■ **WHAT YOU WILL DO**
If a line in the entries below includes "lacks", pick it out and copy it.
SUPPLIED MATERIAL below:
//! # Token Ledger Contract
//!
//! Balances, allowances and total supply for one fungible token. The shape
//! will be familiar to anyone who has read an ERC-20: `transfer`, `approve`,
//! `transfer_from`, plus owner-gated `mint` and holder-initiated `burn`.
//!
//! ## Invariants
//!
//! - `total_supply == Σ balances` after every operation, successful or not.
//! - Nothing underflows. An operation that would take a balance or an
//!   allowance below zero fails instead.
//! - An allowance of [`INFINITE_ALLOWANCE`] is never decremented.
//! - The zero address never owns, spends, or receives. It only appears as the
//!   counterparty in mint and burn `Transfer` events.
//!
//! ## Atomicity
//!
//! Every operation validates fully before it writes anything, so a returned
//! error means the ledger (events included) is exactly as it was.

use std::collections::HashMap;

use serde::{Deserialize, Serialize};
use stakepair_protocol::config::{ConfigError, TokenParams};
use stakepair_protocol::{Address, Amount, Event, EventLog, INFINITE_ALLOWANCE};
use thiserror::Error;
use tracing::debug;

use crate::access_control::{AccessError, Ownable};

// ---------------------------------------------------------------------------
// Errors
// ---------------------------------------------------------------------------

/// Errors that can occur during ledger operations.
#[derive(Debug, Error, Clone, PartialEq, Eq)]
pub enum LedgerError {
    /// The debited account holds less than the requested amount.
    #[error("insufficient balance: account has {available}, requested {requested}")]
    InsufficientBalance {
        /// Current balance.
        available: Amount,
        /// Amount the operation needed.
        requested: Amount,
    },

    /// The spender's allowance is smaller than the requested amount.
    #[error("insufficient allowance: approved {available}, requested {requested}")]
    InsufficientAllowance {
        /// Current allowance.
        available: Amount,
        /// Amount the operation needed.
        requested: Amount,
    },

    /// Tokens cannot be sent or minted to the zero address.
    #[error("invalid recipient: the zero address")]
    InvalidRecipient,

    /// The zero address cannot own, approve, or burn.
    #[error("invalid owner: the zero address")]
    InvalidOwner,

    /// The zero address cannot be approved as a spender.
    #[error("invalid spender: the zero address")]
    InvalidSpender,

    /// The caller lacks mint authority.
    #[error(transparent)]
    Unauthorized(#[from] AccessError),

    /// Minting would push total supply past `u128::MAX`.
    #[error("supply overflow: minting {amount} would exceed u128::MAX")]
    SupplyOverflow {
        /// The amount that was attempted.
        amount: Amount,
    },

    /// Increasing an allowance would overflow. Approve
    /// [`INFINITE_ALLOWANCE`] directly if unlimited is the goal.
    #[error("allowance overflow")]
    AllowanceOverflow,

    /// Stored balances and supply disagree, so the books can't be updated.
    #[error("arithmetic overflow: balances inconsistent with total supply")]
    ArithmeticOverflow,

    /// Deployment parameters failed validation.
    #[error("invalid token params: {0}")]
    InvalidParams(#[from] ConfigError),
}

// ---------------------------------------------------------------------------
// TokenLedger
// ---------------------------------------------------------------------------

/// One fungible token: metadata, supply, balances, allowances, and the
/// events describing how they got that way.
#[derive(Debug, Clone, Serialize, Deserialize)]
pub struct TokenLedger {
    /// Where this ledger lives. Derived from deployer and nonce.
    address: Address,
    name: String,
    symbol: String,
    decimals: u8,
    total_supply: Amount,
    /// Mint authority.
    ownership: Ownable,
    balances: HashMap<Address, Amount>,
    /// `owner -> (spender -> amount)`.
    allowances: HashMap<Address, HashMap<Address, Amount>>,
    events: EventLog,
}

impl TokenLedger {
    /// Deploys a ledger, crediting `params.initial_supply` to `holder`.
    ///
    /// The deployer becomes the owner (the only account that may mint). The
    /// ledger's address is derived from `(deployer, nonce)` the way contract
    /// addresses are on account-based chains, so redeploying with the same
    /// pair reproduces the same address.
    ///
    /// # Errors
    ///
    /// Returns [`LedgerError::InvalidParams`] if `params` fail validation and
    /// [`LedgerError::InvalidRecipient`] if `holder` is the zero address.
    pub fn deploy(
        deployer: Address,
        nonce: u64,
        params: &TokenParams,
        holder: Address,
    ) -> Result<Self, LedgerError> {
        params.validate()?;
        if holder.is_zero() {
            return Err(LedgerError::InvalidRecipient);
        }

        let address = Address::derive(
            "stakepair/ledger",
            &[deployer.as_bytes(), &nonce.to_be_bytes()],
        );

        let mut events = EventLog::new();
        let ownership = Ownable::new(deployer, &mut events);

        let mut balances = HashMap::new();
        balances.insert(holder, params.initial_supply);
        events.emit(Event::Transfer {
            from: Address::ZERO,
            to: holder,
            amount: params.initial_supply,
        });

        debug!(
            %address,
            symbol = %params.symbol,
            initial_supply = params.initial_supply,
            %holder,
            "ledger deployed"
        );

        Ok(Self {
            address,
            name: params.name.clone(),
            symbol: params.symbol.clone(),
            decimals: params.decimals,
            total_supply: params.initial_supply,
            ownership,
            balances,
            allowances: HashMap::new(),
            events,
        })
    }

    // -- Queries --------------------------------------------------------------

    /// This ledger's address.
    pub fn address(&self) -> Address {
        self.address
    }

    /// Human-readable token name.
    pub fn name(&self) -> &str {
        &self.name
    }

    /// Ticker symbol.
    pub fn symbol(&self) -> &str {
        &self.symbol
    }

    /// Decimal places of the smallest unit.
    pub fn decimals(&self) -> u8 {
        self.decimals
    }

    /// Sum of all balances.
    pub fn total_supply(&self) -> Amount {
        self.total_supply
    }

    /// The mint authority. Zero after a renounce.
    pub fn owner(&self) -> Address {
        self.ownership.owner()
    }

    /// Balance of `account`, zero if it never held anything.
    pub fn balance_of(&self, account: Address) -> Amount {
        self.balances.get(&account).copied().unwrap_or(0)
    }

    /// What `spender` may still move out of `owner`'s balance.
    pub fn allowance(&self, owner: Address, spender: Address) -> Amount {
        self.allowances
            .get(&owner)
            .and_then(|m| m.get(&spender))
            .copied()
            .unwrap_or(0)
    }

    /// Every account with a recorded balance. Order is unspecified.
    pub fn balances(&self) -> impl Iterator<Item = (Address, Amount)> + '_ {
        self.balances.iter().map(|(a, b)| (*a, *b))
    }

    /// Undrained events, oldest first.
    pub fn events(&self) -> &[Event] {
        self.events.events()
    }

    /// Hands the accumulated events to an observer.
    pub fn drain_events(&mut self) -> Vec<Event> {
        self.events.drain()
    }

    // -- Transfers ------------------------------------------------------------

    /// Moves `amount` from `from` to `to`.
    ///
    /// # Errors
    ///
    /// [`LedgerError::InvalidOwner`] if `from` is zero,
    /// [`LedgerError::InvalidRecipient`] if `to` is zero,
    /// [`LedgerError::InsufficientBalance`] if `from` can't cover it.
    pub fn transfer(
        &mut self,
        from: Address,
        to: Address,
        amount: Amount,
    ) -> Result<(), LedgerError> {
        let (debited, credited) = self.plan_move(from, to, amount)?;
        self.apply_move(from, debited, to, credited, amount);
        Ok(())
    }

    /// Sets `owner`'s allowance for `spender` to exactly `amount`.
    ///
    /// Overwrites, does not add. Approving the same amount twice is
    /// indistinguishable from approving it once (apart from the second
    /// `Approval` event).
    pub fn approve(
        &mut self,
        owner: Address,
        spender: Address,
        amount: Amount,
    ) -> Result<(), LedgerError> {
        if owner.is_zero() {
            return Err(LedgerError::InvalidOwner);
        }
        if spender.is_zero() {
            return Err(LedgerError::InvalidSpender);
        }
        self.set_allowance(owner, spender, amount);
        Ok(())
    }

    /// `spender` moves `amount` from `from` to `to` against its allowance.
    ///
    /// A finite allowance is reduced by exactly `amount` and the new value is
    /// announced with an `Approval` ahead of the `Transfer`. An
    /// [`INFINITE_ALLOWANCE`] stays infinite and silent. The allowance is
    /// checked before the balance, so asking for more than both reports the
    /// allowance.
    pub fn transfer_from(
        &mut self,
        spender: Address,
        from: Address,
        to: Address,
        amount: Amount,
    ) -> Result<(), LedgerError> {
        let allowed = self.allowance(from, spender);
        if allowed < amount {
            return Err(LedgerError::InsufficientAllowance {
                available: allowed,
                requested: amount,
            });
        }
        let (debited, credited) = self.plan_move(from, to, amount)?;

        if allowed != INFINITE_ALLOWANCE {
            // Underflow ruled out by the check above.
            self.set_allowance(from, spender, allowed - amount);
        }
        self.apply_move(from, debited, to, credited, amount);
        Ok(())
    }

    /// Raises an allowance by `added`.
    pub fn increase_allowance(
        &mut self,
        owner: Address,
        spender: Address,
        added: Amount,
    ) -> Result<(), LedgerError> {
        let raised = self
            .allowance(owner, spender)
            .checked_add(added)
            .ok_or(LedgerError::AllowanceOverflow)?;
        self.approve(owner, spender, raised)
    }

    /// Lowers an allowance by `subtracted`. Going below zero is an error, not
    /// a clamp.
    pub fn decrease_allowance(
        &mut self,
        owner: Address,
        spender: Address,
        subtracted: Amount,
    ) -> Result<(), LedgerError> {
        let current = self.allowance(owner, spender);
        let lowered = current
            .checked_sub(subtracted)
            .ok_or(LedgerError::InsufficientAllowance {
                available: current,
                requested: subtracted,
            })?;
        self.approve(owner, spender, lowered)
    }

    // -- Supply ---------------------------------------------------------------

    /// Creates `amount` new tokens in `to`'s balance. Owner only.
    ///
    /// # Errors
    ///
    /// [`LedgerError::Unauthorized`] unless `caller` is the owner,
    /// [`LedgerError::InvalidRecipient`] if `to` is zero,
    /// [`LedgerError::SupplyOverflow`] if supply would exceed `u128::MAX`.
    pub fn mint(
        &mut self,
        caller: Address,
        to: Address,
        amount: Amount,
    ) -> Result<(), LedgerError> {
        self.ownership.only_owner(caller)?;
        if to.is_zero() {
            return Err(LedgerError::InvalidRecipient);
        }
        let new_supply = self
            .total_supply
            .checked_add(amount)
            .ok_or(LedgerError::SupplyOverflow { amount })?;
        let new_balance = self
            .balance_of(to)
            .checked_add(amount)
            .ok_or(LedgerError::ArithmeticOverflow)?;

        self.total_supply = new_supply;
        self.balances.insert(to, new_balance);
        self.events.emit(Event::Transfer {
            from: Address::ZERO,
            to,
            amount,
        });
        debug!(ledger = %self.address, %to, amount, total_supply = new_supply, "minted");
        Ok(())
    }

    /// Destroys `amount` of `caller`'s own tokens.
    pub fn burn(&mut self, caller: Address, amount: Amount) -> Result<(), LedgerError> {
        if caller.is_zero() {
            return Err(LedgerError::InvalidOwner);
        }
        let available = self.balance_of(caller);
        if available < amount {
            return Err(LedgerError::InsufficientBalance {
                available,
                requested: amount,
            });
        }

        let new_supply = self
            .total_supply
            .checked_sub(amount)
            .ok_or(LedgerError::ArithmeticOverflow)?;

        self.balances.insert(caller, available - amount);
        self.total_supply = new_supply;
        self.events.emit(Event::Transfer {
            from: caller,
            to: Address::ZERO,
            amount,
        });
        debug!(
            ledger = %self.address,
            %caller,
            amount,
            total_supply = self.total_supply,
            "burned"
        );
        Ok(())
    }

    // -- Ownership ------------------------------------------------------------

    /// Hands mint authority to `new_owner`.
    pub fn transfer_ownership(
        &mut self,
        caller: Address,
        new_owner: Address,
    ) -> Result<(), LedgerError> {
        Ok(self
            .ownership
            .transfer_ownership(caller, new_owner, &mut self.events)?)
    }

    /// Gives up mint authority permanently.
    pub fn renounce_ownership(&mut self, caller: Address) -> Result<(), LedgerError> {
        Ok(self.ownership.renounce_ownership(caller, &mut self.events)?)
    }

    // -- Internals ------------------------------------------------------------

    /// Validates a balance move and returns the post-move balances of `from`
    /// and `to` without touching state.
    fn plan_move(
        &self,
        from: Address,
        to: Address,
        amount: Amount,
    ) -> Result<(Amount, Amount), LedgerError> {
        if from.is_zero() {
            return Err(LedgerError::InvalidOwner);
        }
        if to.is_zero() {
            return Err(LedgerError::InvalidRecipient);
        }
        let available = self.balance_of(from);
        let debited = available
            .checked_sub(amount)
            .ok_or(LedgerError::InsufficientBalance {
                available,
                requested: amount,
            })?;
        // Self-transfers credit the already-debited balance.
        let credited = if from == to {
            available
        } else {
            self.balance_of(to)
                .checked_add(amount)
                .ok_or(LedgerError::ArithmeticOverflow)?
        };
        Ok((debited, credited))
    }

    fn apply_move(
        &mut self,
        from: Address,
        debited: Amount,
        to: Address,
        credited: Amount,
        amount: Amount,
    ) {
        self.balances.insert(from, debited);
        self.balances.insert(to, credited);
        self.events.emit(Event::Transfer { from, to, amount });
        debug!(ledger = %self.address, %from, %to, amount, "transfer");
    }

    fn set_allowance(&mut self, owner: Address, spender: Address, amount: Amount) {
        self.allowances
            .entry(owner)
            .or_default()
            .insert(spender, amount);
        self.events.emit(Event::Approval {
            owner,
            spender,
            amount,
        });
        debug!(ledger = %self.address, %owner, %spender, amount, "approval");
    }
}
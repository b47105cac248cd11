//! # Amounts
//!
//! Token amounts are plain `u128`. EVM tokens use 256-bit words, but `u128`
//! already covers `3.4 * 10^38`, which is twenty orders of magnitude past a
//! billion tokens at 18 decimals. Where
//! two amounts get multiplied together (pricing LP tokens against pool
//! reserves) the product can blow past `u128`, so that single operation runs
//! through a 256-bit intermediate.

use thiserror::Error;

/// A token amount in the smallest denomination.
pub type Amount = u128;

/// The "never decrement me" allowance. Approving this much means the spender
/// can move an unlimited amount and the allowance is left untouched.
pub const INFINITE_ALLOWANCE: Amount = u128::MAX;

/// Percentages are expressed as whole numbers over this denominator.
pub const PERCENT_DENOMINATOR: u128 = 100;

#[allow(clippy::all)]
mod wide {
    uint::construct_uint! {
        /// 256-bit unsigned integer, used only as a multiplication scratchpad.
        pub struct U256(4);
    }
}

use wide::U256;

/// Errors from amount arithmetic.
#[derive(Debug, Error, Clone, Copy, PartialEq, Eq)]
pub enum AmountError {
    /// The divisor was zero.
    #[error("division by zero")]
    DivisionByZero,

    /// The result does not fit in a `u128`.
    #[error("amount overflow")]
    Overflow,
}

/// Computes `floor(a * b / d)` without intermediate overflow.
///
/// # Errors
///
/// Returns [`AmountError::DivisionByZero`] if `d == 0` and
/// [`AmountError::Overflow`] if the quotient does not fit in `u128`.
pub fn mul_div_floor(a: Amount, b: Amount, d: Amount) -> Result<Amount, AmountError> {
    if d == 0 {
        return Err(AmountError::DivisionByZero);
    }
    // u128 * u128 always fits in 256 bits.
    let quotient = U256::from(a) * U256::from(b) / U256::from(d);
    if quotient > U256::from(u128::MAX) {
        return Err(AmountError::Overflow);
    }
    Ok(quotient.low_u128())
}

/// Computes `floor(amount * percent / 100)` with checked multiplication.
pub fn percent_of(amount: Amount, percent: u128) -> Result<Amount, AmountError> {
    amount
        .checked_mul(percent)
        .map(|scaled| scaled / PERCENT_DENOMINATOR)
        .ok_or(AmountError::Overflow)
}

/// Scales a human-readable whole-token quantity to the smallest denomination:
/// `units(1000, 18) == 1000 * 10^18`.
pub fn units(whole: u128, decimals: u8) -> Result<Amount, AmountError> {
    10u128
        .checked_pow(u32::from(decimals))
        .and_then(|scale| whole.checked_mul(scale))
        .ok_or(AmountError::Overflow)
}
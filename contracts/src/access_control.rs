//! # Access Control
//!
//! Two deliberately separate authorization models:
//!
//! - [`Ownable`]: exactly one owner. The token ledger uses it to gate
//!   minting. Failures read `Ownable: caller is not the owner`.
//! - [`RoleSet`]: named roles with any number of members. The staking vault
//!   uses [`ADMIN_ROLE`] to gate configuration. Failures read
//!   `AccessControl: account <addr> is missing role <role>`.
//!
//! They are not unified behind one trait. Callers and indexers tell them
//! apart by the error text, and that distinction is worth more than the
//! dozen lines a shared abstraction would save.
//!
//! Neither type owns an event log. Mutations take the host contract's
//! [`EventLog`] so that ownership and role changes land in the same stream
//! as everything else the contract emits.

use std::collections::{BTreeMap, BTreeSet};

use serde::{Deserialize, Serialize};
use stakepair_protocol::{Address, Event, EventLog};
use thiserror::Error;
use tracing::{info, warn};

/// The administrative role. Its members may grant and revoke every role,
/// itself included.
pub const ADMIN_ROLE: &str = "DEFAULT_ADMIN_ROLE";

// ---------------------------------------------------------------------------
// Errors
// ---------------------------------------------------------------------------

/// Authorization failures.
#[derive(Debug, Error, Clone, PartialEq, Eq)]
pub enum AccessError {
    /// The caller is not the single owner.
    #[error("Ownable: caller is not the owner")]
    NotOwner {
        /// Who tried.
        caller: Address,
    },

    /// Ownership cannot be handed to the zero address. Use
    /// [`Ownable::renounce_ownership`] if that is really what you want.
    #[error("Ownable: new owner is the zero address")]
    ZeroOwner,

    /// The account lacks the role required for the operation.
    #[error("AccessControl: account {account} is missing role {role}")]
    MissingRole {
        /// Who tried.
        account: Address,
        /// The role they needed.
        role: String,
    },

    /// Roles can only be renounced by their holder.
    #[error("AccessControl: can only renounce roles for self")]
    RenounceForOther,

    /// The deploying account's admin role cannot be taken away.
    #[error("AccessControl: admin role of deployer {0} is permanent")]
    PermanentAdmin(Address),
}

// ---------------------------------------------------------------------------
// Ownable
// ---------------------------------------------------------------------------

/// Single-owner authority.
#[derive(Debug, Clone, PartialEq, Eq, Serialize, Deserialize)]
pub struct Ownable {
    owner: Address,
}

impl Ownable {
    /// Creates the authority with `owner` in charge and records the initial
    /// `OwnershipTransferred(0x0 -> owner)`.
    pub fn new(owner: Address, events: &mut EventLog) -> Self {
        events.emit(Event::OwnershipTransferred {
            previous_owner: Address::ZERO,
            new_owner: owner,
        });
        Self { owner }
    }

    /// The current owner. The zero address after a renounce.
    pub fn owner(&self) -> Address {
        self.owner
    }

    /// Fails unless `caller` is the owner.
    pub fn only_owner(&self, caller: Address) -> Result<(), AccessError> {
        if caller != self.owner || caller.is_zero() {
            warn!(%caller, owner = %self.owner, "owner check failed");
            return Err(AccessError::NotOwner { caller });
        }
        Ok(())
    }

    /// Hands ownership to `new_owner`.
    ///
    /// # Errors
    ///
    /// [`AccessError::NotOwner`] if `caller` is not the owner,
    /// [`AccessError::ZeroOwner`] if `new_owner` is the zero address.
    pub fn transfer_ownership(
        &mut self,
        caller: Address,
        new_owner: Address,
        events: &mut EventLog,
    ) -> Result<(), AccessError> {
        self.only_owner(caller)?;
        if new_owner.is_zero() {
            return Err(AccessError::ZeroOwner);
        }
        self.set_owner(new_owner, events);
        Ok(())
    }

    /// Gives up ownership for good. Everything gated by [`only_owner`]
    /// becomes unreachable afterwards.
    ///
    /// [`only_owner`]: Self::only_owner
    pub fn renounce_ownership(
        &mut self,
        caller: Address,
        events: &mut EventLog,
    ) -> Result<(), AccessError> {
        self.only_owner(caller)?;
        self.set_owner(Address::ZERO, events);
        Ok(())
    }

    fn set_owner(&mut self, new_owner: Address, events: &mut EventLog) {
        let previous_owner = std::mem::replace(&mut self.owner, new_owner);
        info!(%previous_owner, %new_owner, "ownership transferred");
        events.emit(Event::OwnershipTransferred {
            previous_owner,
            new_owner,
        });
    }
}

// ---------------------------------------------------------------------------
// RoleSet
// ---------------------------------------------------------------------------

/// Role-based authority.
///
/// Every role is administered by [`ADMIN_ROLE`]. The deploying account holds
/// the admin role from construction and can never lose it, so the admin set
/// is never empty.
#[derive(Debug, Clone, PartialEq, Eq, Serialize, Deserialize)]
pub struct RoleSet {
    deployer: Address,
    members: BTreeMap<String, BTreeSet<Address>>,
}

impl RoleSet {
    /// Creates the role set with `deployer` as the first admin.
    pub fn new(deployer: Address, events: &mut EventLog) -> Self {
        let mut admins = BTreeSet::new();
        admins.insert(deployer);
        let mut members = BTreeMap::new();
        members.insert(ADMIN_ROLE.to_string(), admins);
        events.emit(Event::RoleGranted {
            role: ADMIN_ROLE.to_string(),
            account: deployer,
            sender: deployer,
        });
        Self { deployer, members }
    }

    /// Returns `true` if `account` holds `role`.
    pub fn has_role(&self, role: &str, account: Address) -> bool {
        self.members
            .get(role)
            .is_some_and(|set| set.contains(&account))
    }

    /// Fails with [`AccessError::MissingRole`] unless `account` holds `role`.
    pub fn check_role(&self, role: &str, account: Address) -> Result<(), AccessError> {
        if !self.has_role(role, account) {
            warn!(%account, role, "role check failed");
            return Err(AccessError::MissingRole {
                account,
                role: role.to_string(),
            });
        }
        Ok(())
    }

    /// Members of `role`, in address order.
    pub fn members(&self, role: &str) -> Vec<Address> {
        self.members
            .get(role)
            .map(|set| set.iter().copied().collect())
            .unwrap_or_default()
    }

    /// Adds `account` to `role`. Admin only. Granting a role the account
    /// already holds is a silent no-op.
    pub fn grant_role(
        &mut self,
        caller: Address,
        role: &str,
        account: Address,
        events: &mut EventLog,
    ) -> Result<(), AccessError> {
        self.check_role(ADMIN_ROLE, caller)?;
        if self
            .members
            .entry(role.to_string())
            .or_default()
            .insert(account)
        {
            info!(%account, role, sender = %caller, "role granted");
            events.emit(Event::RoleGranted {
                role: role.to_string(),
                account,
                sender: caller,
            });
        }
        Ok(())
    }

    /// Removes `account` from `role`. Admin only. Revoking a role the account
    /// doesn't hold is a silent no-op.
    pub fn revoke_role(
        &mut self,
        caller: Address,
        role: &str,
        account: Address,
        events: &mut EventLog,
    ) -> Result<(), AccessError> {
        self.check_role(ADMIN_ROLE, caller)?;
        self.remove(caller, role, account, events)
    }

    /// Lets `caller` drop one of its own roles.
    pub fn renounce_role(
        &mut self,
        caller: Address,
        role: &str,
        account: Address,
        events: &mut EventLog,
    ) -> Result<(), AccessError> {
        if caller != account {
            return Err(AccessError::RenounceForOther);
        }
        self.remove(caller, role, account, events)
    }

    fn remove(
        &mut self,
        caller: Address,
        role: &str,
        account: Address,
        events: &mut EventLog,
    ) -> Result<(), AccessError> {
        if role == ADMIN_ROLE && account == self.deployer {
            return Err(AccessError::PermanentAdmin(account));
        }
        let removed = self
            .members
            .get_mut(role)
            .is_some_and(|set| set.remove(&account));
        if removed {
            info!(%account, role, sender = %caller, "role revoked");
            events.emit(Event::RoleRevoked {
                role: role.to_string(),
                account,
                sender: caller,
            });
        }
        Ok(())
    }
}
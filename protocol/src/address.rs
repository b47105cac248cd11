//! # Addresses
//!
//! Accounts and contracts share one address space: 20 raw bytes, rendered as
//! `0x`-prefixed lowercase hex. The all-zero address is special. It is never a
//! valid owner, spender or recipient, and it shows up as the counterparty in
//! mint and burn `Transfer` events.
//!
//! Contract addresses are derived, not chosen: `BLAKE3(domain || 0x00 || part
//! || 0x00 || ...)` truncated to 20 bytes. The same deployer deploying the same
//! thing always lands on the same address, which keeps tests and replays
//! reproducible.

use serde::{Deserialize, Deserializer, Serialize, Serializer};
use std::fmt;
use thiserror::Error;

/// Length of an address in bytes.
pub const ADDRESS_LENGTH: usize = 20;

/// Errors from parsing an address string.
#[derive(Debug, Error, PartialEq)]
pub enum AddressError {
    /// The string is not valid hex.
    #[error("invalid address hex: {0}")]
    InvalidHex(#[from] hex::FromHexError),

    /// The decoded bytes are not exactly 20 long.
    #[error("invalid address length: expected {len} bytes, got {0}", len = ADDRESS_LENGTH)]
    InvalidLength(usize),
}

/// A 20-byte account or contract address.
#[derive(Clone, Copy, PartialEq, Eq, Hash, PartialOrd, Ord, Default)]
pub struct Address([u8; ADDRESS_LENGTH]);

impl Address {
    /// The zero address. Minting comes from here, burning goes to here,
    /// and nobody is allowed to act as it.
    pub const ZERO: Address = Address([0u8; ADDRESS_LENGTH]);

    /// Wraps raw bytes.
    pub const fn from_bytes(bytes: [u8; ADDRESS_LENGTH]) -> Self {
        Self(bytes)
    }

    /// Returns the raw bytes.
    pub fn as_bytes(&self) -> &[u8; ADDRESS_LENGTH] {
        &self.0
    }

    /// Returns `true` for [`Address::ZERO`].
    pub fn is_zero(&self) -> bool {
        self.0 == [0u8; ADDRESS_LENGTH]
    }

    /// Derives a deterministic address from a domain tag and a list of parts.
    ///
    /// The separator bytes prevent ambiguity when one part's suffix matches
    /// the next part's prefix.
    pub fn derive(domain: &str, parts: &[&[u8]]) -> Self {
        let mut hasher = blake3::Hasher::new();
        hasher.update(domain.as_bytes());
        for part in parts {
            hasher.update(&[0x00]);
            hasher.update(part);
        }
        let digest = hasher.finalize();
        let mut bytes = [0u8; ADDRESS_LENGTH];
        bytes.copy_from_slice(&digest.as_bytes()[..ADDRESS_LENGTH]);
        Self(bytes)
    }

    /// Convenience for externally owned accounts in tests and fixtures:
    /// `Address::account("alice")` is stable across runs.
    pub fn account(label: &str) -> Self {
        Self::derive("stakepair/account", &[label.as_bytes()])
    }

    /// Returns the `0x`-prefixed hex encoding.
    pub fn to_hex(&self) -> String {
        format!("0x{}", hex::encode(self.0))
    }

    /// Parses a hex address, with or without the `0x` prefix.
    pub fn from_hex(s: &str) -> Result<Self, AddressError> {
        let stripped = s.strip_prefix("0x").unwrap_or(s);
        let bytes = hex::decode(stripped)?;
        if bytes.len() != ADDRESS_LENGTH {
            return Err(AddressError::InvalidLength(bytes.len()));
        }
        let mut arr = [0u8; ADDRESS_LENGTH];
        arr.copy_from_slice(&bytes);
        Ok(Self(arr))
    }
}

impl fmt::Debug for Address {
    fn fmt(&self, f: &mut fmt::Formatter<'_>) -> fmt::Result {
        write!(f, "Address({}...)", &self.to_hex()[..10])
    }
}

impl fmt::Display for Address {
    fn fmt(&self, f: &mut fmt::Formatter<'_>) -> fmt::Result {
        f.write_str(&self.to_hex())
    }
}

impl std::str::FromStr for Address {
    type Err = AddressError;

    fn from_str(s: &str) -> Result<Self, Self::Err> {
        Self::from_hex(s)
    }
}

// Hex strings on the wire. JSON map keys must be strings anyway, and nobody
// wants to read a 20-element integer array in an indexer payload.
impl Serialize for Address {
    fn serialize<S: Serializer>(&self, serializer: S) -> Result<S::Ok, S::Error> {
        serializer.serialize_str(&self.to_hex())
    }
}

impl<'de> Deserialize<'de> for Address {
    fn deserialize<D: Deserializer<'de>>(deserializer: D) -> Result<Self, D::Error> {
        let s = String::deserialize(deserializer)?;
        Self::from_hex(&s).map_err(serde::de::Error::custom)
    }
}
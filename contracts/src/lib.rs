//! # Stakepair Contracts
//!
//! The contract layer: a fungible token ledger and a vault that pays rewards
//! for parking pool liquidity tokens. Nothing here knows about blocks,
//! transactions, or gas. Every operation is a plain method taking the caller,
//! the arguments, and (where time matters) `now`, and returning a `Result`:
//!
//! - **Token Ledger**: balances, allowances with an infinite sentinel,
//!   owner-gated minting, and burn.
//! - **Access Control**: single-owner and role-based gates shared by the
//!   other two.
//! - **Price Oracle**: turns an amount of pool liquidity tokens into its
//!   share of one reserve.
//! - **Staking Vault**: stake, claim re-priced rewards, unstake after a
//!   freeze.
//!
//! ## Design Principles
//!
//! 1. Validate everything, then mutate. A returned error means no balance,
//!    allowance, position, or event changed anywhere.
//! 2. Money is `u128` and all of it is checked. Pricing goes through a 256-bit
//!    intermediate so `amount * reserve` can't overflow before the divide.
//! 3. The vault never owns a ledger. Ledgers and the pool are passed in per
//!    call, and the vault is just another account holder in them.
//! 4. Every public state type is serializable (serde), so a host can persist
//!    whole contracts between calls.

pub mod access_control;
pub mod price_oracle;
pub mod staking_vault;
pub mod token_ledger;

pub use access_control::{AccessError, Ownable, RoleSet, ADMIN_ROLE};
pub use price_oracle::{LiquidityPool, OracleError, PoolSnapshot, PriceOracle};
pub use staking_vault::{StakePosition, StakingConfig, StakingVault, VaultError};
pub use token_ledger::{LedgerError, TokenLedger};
End of SUPPLIED MATERIAL.
■ **EXERCISE RESULT**
    /// The caller lacks mint authority.
    /// The account lacks the role required for the operation.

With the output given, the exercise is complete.